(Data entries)
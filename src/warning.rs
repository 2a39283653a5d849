use std::fmt;
use std::path::PathBuf;

/// Non-fatal conditions noticed while building or deploying.
/// These are reported to the user and the pipeline carries on.
#[derive(Debug, Clone, PartialEq)]
pub enum PipelineWarning {
    /// A configured glob matched no files
    EmptyGlob { group: String, pattern: String },
    /// Configured known-hosts file missing, host key checked against the
    /// user's own known-hosts file instead
    NoKnownHosts { path: PathBuf, fallback: PathBuf },
    /// Deploying without a configured service, so nothing is stopped or started
    DeployWithoutService,
}

impl fmt::Display for PipelineWarning {
    fn fmt(&self, f: &mut fmt::Formatter<'_>) -> fmt::Result {
        match self {
            PipelineWarning::EmptyGlob { group, pattern } => {
                write!(f, "{} pattern '{}' matched no files", group, pattern)
            }
            PipelineWarning::NoKnownHosts { path, fallback } => {
                write!(
                    f,
                    "known hosts file '{}' not found, verifying host key against '{}'",
                    path.display(),
                    fallback.display()
                )
            }
            PipelineWarning::DeployWithoutService => {
                write!(f, "no remote service configured, skipping stop/start")
            }
        }
    }
}
use crate::error::{Result, SitePublishError};
use regex::Regex;
use serde::{Deserialize, Serialize};
use std::fmt;
use std::str::FromStr;

/// Semantic version triple used to gate minimum tool and package versions
#[derive(Debug, Clone, Copy, PartialEq, Eq, PartialOrd, Ord, Hash, Serialize, Deserialize)]
#[serde(try_from = "String", into = "String")]
pub struct Version {
    pub major: u32,
    pub minor: u32,
    pub patch: u32,
}

impl Version {
    /// Create a new version
    pub fn new(major: u32, minor: u32, patch: u32) -> Self {
        Version {
            major,
            minor,
            patch,
        }
    }

    /// Find the first `<prefix>X.Y.Z` in free-form tool output.
    ///
    /// Anything around the match is ignored, so `"npm v6.4.1 (linux)"` with
    /// prefix `"v"` yields `6.4.1`. Candidates whose components overflow are
    /// skipped in favour of the next match.
    ///
    /// ```ignore
    /// assert_eq!(Version::extract("v8.11.3\n", "v"), Some(Version::new(8, 11, 3)));
    /// assert_eq!(Version::extract("no digits here", ""), None);
    /// ```
    pub fn extract(text: &str, prefix: &str) -> Option<Self> {
        let pattern = format!(r"{}(\d+)\.(\d+)\.(\d+)", regex::escape(prefix));
        let re = Regex::new(&pattern).ok()?;

        let found = re.captures_iter(text).find_map(|caps| {
            let major = caps[1].parse().ok()?;
            let minor = caps[2].parse().ok()?;
            let patch = caps[3].parse().ok()?;
            Some(Version::new(major, minor, patch))
        });
        found
    }
}

impl FromStr for Version {
    type Err = SitePublishError;

    /// Strict `X.Y.Z`, optionally prefixed by `v` or `V`.
    fn from_str(s: &str) -> Result<Self> {
        let clean = s.trim().trim_start_matches('v').trim_start_matches('V');

        let parts: Vec<&str> = clean.split('.').collect();
        if parts.len() != 3 {
            return Err(SitePublishError::config(format!(
                "Invalid version format: '{}' - expected X.Y.Z",
                s
            )));
        }

        let component = |part: &str, name: &str| {
            part.parse::<u32>().map_err(|_| {
                SitePublishError::config(format!("Invalid {} version in '{}': {}", name, s, part))
            })
        };

        Ok(Version {
            major: component(parts[0], "major")?,
            minor: component(parts[1], "minor")?,
            patch: component(parts[2], "patch")?,
        })
    }
}

impl TryFrom<String> for Version {
    type Error = SitePublishError;

    fn try_from(value: String) -> Result<Self> {
        value.parse()
    }
}

impl From<Version> for String {
    fn from(version: Version) -> Self {
        version.to_string()
    }
}

impl fmt::Display for Version {
    fn fmt(&self, f: &mut fmt::Formatter<'_>) -> fmt::Result {
        write!(f, "{}.{}.{}", self.major, self.minor, self.patch)
    }
}

#[cfg(test)]
mod tests {
    use super::*;

    #[test]
    fn test_extract_plain() {
        assert_eq!(Version::extract("6.4.1\n", ""), Some(Version::new(6, 4, 1)));
    }

    #[test]
    fn test_extract_with_prefix() {
        assert_eq!(
            Version::extract("v8.11.3\n", "v"),
            Some(Version::new(8, 11, 3))
        );
    }

    #[test]
    fn test_extract_ignores_surrounding_text() {
        let output = "purgecss version 1.4.0 (built 2019-02-01)";
        assert_eq!(Version::extract(output, ""), Some(Version::new(1, 4, 0)));
    }

    #[test]
    fn test_extract_prefix_is_literal() {
        // '.' in the prefix must not behave as a wildcard
        assert_eq!(
            Version::extract("ax1.2.3 a.1.2.4", "a."),
            Some(Version::new(1, 2, 4))
        );
        assert_eq!(Version::extract("release-2.0.0", "v"), None);
    }

    #[test]
    fn test_extract_first_match_wins() {
        assert_eq!(
            Version::extract("node 10.1.0 npm 6.4.1", ""),
            Some(Version::new(10, 1, 0))
        );
    }

    #[test]
    fn test_extract_skips_overflowing_candidate() {
        let output = "build 99999999999.0.0 version 2.3.4";
        assert_eq!(Version::extract(output, ""), Some(Version::new(2, 3, 4)));
    }

    #[test]
    fn test_extract_none() {
        assert_eq!(Version::extract("command not understood", ""), None);
        assert_eq!(Version::extract("1.2", ""), None);
    }

    #[test]
    fn test_ordering_is_lexicographic() {
        let a = Version::new(1, 2, 3);
        let b = Version::new(1, 3, 0);
        let c = Version::new(2, 0, 0);
        assert!(a < b);
        assert!(b < c);
        assert!(a < c);
        assert!(Version::new(1, 10, 0) > Version::new(1, 9, 99));
        assert_eq!(Version::new(4, 0, 0).cmp(&Version::new(4, 0, 0)), std::cmp::Ordering::Equal);
    }

    #[test]
    fn test_parse_strict() {
        assert_eq!("5.6.0".parse::<Version>().unwrap(), Version::new(5, 6, 0));
        assert_eq!("v8.11.0".parse::<Version>().unwrap(), Version::new(8, 11, 0));
        assert!("1.2".parse::<Version>().is_err());
        assert!("1.2.3.4".parse::<Version>().is_err());
        assert!("1.x.3".parse::<Version>().is_err());
    }

    #[test]
    fn test_display() {
        assert_eq!(Version::new(1, 0, 1).to_string(), "1.0.1");
    }
}
//! Main pipeline orchestration logic
//!
//! Preflight checks, local build, then optionally deploy or dev server,
//! strictly in that order. The first failing stage ends the run; nothing in
//! here exits the process, errors are returned to the caller.

use std::path::{Path, PathBuf};

use crate::build::{BuildLayout, CssPipeline, PostCss, PurgeCss};
use crate::config::Config;
use crate::domain::DependencyMap;
use crate::error::{Result, SitePublishError};
use crate::remote::ssh::user_known_hosts;
use crate::remote::{deploy_and_close, DeployPlan, SshSession, SshTarget};
use crate::server::{self, ServerExit};
use crate::tools::{npm, probe, ToolRequirement};
use crate::ui::{self, Stage};
use crate::warning::PipelineWarning;

/// What happens after a successful build
#[derive(Debug, Clone, PartialEq)]
pub enum RunMode {
    Build,
    DevServer,
    Deploy { host: String, path: String },
}

/// Arguments for the pipeline
///
/// Mirrors the CLI Args but in a format suitable for orchestration logic,
/// so the pipeline can be driven without clap.
#[derive(Debug, Clone, PartialEq)]
pub struct PipelineArgs {
    /// Project root every configured path is relative to
    pub root: PathBuf,

    /// Skip toolchain and dependency version checks
    pub skip_checks: bool,

    pub mode: RunMode,

    /// Remote sudo password; prompted for when deploying without one
    pub sudo_password: Option<String>,
}

impl PipelineArgs {
    pub fn build(root: impl Into<PathBuf>) -> Self {
        PipelineArgs {
            root: root.into(),
            skip_checks: false,
            mode: RunMode::Build,
            sudo_password: None,
        }
    }
}

/// Result of a successful pipeline run
#[derive(Debug, Clone, PartialEq)]
pub struct PipelineReport {
    /// Files copied into the build tree, compiled stylesheet excluded
    pub files_copied: usize,

    /// Compiled stylesheet inside the build tree
    pub stylesheet: PathBuf,

    /// Files uploaded, when deploying
    pub deployed: Option<usize>,

    pub warnings: Vec<PipelineWarning>,
}

fn check_tool(req: &ToolRequirement) -> Result<()> {
    Stage::run(req.label(), || probe::check_tool(req), |v| v.to_string()).map(|_| ())
}

fn global_module_path(config: &Config) -> Result<PathBuf> {
    let prefix = Stage::run(
        "Finding npm prefix",
        || npm::global_prefix(&config.toolchain.package_manager.command),
        |p| p.display().to_string(),
    )?;
    Ok(npm::module_path(&prefix))
}

/// Version and dependency checks. Touches nothing on disk.
///
/// Returns the global module dir the minifier resolves plugins from.
pub fn preflight(config: &Config) -> Result<PathBuf> {
    let toolchain = &config.toolchain;
    let package_manager = toolchain.package_manager.command.as_str();

    check_tool(&toolchain.package_manager)?;
    check_tool(&toolchain.runtime)?;

    let deps: DependencyMap = Stage::run(
        "Retrieving installed npm modules",
        || npm::list_global(package_manager),
        |_| "Done".to_string(),
    )?;

    for package in &toolchain.packages {
        Stage::run(
            format!("npm package '{}' >= {}", package.name, package.minimum),
            || deps.check(&package.name, package.minimum),
            |v| v.to_string(),
        )?;
    }

    for tool in &toolchain.tools {
        check_tool(tool)?;
    }

    let node_path = global_module_path(config)?;
    for plugin in &config.css.plugins {
        Stage::run(
            format!("{} plugin '{}'", config.css.minify_command, plugin),
            || probe::probe_plugin(&config.css.minify_command, plugin, &node_path),
            |_| "Found".to_string(),
        )?;
    }

    Ok(node_path)
}

/// Clean, create and fill the build tree, then compile the stylesheet.
pub fn build_site(config: &Config, layout: &BuildLayout, node_path: &Path) -> Result<PipelineReport> {
    let build = &config.build;
    let mut warnings = Vec::new();
    let mut files_copied = 0;

    Stage::run(
        format!(
            "rm -r {} {}",
            build.build_dir.display(),
            build.staging_dir.display()
        ),
        || layout.clean(&build.clean),
        |_| "Done".to_string(),
    )?;
    Stage::run(
        format!("mkdir {}", build.build_dir.display()),
        || layout.create(),
        |_| "Done".to_string(),
    )?;

    for (name, group) in [
        ("Copy static files", &build.static_files),
        ("Copying Python Files", &build.sources),
        ("Copying Template Files", &build.templates),
    ] {
        let report = Stage::run(name, || layout.copy_group(name, group), |r| {
            format!("{} files", r.files)
        })?;
        files_copied += report.files;
        warnings.extend(report.warnings);
    }

    let eliminator = PurgeCss {
        command: config.css.purge_command.clone(),
    };
    let minifier = PostCss {
        command: config.css.minify_command.clone(),
        config: layout.root().join(&config.css.minify_config),
        node_path: node_path.to_path_buf(),
    };
    let css = CssPipeline::new(layout, &config.css, &build.templates, &eliminator, &minifier);

    Stage::run("Creating sum.css", || css.stage_sum(), |n| format!("{} bytes", n))?;
    Stage::run(
        "CSS Dead Code Elimination",
        || css.eliminate_dead_code(),
        |_| "Done".to_string(),
    )?;
    Stage::run("CSS Minification", || css.minify(), |_| "Done".to_string())?;
    let stylesheet = Stage::run("Copy CSS", || css.install(), |_| "Done".to_string())?;

    for warning in &warnings {
        ui::display_warning(warning);
    }

    Ok(PipelineReport {
        files_copied,
        stylesheet,
        deployed: None,
        warnings,
    })
}

/// Known-hosts file the server key is checked against: the configured one,
/// else the user's own. Having neither is an error.
fn resolve_known_hosts(config: &Config, root: &Path) -> Result<PathBuf> {
    let configured = root.join(&config.deploy.known_hosts);
    if configured.is_file() {
        return Ok(configured);
    }

    match user_known_hosts() {
        Some(fallback) if fallback.is_file() => {
            ui::display_warning(&PipelineWarning::NoKnownHosts {
                path: configured,
                fallback: fallback.clone(),
            });
            Ok(fallback)
        }
        _ => Err(SitePublishError::connection(format!(
            "no known hosts file at {} or in ~/.ssh, refusing to trust the server",
            configured.display()
        ))),
    }
}

/// Parse the target and open a verified session. Every failure here means
/// the remote side was never touched.
pub fn open_session(config: &Config, root: &Path, host: &str) -> Result<SshSession> {
    let connect = || -> Result<SshSession> {
        let target = SshTarget::parse(host, config.deploy.port)?;
        let known_hosts = resolve_known_hosts(config, root)?;

        ui::display_status(&format!(
            "Connecting to {}@{}:{}",
            target.user, target.host, target.port
        ));
        Stage::run(
            "Creating SSH Client",
            || SshSession::connect(&target, &known_hosts),
            |_| "Done".to_string(),
        )
    };
    connect().map_err(|e| SitePublishError::DeployNotStarted(Box::new(e)))
}

fn deploy_site(config: &Config, layout: &BuildLayout, host: &str, path: &str, password: &str) -> Result<usize> {
    if config.deploy.service.is_none() {
        ui::display_warning(&PipelineWarning::DeployWithoutService);
    }

    let mut session = open_session(config, layout.root(), host)?;
    let plan = DeployPlan::new(&config.deploy, layout.build_dir(), path);
    let report = deploy_and_close(&mut session, &plan, password)?;
    Ok(report.files_uploaded)
}

/// Main pipeline
///
/// Orchestrates the entire run:
/// 1. Preflight checks (unless skipped); these never touch the filesystem
/// 2. Build tree and stylesheet
/// 3. Deploy or dev server, depending on the mode
pub fn run_pipeline(args: PipelineArgs, config: &Config) -> Result<PipelineReport> {
    let layout = BuildLayout::new(&args.root, &config.build);

    let build_stage = Stage::begin_block("Starting Build");

    // The prefix is needed by the minifier even when checks are skipped
    let node_path = if args.skip_checks {
        global_module_path(config)?
    } else {
        ui::section_title("General Dependencies");
        preflight(config)?
    };

    ui::section_title("Building site");
    let mut report = build_site(config, &layout, &node_path)?;
    build_stage.succeed("Build Completed");

    match args.mode {
        RunMode::Build => {}
        RunMode::Deploy { host, path } => {
            let password = match args.sudo_password {
                Some(password) => password,
                None => ui::prompt_password("[sudo] password for remote server")
                    .map_err(|e| SitePublishError::config(format!("cannot read password: {}", e)))?,
            };

            let deploy_stage = Stage::begin_block("Starting Deploy");
            report.deployed = Some(deploy_site(config, &layout, &host, &path, &password)?);
            deploy_stage.succeed("Deploy Finished");
        }
        RunMode::DevServer => {
            ui::section_title("Dev Server");
            let stage = Stage::begin("Launching Dev Server");
            match server::launch(&config.server, layout.build_dir()) {
                Ok(ServerExit::Exited) | Ok(ServerExit::Interrupted) => stage.succeed("Closed"),
                Err(e) => {
                    stage.fail(e.to_string());
                    return Err(e);
                }
            }
        }
    }

    Ok(report)
}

> **Exercise brief**
Number of lines containing "skipped" in the data: state it and nothing more.

> **Response area**
3